THE DATA »
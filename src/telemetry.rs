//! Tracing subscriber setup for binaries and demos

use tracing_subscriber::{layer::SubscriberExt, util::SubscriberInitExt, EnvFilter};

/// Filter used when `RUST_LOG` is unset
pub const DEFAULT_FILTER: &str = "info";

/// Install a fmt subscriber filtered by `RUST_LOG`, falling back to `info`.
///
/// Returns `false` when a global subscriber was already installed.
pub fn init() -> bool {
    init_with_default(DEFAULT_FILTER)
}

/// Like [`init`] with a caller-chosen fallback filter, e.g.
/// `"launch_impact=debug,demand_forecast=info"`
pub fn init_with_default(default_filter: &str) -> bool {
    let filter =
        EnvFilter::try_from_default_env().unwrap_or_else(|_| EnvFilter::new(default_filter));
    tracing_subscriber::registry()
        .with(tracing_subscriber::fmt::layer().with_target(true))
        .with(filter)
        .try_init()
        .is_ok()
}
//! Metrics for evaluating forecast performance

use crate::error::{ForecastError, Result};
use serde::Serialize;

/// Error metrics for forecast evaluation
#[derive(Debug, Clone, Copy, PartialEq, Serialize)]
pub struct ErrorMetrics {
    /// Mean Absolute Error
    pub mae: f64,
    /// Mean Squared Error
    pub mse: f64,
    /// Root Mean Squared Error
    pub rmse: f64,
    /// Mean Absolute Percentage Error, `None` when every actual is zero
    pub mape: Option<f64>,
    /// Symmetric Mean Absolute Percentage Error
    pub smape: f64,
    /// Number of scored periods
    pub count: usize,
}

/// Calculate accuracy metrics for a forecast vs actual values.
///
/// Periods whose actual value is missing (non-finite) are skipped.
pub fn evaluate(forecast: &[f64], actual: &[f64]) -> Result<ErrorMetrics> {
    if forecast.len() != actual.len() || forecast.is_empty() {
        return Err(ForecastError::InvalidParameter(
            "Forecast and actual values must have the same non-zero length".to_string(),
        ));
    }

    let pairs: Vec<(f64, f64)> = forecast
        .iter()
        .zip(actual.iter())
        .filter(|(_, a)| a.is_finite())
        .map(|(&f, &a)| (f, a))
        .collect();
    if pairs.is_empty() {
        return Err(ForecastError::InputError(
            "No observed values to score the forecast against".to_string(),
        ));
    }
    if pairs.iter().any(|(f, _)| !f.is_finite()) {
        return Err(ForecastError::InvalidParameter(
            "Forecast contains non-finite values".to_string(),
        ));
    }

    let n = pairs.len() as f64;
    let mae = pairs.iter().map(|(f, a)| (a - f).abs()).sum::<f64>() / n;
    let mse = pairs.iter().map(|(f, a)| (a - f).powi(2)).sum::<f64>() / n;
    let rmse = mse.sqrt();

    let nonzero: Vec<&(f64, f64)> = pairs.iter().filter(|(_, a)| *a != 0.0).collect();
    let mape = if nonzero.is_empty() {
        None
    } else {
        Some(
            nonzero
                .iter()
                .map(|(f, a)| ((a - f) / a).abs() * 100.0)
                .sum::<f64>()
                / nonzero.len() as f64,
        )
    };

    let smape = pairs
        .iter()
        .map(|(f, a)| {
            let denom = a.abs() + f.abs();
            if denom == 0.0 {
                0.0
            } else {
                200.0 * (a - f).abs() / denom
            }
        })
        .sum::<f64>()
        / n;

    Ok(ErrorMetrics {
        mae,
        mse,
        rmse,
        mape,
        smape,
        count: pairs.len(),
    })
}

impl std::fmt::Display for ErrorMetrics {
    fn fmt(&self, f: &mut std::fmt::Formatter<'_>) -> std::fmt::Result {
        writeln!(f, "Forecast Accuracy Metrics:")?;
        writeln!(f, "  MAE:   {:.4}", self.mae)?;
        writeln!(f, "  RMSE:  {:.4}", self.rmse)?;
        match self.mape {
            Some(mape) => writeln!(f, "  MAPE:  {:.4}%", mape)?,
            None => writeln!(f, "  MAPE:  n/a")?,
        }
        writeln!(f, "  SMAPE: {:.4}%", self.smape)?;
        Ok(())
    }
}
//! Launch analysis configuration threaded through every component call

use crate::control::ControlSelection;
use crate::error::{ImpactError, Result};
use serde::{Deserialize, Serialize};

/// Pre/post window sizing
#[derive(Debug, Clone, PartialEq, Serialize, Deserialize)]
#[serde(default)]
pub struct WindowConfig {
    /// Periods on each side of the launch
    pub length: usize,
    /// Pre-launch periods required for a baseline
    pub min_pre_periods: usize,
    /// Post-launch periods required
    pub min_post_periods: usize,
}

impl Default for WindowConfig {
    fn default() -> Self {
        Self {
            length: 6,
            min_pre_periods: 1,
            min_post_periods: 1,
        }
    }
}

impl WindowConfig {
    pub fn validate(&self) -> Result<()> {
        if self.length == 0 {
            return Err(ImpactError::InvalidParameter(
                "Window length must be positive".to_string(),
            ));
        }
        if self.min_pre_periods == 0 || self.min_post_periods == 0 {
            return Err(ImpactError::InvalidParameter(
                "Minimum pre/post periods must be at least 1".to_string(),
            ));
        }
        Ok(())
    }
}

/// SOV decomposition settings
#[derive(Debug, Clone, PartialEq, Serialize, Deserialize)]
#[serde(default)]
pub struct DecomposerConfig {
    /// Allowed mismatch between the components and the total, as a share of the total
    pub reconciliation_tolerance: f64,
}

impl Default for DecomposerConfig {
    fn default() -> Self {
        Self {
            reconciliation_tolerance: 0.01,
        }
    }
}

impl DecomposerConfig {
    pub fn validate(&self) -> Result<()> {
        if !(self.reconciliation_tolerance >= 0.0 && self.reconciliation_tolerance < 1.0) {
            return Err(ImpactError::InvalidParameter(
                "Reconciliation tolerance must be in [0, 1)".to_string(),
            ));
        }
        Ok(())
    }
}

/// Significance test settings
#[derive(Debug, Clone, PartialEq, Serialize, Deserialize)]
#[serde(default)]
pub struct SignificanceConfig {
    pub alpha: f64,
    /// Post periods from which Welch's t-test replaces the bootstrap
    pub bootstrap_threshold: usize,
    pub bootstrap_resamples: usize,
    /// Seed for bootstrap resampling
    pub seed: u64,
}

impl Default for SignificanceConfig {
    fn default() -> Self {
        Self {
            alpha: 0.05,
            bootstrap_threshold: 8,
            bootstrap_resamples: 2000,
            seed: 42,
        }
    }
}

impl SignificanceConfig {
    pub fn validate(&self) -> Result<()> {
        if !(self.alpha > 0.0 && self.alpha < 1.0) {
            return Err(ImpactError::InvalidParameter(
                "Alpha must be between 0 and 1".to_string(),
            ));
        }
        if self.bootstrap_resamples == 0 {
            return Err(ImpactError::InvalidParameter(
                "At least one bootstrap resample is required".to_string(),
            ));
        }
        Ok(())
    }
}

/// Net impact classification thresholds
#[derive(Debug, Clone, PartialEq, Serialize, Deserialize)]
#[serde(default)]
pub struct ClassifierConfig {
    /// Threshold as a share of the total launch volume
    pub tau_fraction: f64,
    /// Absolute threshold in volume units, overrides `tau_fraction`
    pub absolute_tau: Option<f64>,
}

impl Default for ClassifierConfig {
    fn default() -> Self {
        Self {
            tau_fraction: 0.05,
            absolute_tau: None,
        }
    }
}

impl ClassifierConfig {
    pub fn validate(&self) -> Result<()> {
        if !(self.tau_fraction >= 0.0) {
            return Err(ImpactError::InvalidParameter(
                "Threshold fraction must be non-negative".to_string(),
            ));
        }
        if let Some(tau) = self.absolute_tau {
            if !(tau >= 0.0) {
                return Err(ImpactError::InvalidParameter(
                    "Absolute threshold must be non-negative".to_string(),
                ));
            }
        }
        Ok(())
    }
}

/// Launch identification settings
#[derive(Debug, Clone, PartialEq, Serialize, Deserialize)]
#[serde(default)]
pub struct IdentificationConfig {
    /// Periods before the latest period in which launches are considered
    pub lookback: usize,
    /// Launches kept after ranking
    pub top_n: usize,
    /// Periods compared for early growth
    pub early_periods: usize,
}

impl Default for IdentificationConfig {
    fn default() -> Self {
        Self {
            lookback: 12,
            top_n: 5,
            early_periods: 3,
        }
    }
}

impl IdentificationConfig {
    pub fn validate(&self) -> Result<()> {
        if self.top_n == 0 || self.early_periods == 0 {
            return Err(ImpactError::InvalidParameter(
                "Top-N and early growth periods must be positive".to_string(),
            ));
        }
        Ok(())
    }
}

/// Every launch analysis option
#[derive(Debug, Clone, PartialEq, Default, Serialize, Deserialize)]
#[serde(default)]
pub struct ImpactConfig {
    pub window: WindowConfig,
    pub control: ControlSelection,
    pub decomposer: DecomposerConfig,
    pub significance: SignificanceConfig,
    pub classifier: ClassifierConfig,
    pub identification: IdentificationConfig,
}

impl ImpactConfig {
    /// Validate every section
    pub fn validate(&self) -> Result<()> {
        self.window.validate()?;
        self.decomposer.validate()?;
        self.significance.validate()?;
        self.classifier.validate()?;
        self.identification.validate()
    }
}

TASK ITEM »
Filter the records above, keeping each line that contains the word "ImpactConfig".

RESULT »
pub struct ImpactConfig {
impl ImpactConfig {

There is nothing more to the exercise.